--- SUPPLIED ENTRIES ---
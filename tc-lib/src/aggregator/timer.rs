use std::panic::{catch_unwind, AssertUnwindSafe};
use std::thread::{self, JoinHandle};
use std::time::Duration;

use crossbeam::channel::{select, tick, unbounded, Sender};
use tracing::{debug, error, trace};

use crate::Result;

enum Control {
    Reset,
    Stop,
}

/// Background thread invoking a callback at a fixed rate until stopped or the
/// callback returns `false`.
pub(crate) struct FlushTimer {
    control: Sender<Control>,
    handle: Option<JoinHandle<()>>,
}

impl FlushTimer {
    /// Start calling `on_tick` every `interval`, first after one interval elapses.
    /// A panic in `on_tick` is logged and the timer keeps running.
    pub(crate) fn spawn<F>(interval: Duration, mut on_tick: F) -> Result<Self>
    where
        F: FnMut() -> bool + Send + 'static,
    {
        let (control_tx, control_rx) = unbounded::<Control>();
        let handle = thread::Builder::new()
            .name("pdu_flush_timer".into())
            .spawn(move || {
                let mut ticker = tick(interval);
                loop {
                    select! {
                        recv(control_rx) -> msg => match msg {
                            Ok(Control::Reset) => {
                                trace!("flush timer reset");
                                ticker = tick(interval);
                            }
                            Ok(Control::Stop) | Err(_) => {
                                debug!("flush timer stopped");
                                break;
                            }
                        },
                        recv(ticker) -> _ => {
                            match catch_unwind(AssertUnwindSafe(&mut on_tick)) {
                                Ok(true) => {}
                                Ok(false) => {
                                    debug!("flush timer target gone");
                                    break;
                                }
                                Err(_) => error!("flush cycle panicked; timer continues"),
                            }
                        },
                    }
                }
            })?;
        debug!(?interval, "flush timer started");
        Ok(FlushTimer {
            control: control_tx,
            handle: Some(handle),
        })
    }

    /// Restart the interval so the next tick is one full interval from now.
    pub(crate) fn reset(&self) {
        let _ = self.control.send(Control::Reset);
    }

    /// Signal the thread to exit and wait for it.
    pub(crate) fn stop(mut self) {
        let _ = self.control.send(Control::Stop);
        if let Some(handle) = self.handle.take() {
            if handle.join().is_err() {
                error!("flush timer thread panicked");
            }
        }
    }
}

impl Drop for FlushTimer {
    fn drop(&mut self) {
        let _ = self.control.send(Control::Stop);
    }
}

#[cfg(test)]
mod tests {
    use super::*;
    use std::sync::atomic::{AtomicUsize, Ordering};
    use std::sync::Arc;

    #[test]
    fn ticks_until_stopped() {
        let count = Arc::new(AtomicUsize::new(0));
        let c = count.clone();
        let timer = FlushTimer::spawn(Duration::from_millis(5), move || {
            c.fetch_add(1, Ordering::SeqCst);
            true
        })
        .unwrap();
        thread::sleep(Duration::from_millis(100));
        timer.stop();

        let seen = count.load(Ordering::SeqCst);
        assert!(seen > 0);
        thread::sleep(Duration::from_millis(30));
        assert_eq!(count.load(Ordering::SeqCst), seen, "no ticks after stop");
    }

    #[test]
    fn survives_panicking_tick() {
        let count = Arc::new(AtomicUsize::new(0));
        let c = count.clone();
        let timer = FlushTimer::spawn(Duration::from_millis(5), move || {
            assert!(c.fetch_add(1, Ordering::SeqCst) != 0, "first tick panics");
            true
        })
        .unwrap();
        thread::sleep(Duration::from_millis(100));
        timer.stop();
        assert!(count.load(Ordering::SeqCst) > 1);
    }

    #[test]
    fn exits_when_callback_returns_false() {
        let count = Arc::new(AtomicUsize::new(0));
        let c = count.clone();
        let timer = FlushTimer::spawn(Duration::from_millis(5), move || {
            c.fetch_add(1, Ordering::SeqCst);
            false
        })
        .unwrap();
        thread::sleep(Duration::from_millis(50));
        timer.stop();
        assert_eq!(count.load(Ordering::SeqCst), 1);
    }

    #[test]
    fn reset_postpones_tick() {
        let count = Arc::new(AtomicUsize::new(0));
        let c = count.clone();
        let timer = FlushTimer::spawn(Duration::from_millis(300), move || {
            c.fetch_add(1, Ordering::SeqCst);
            true
        })
        .unwrap();
        for _ in 0..5 {
            thread::sleep(Duration::from_millis(100));
            timer.reset();
        }
        assert_eq!(count.load(Ordering::SeqCst), 0, "each reset restarts the interval");

        thread::sleep(Duration::from_millis(500));
        timer.stop();
        assert!(count.load(Ordering::SeqCst) > 0);
    }
}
---
PROBLEM TO SOLVE: Show every line from the entries above in which the word "error" appears.

SOLUTION TO THIS EXERCISE:
use tracing::{debug, error, trace};
                                Err(_) => error!("flush cycle panicked; timer continues"),
                error!("flush timer thread panicked");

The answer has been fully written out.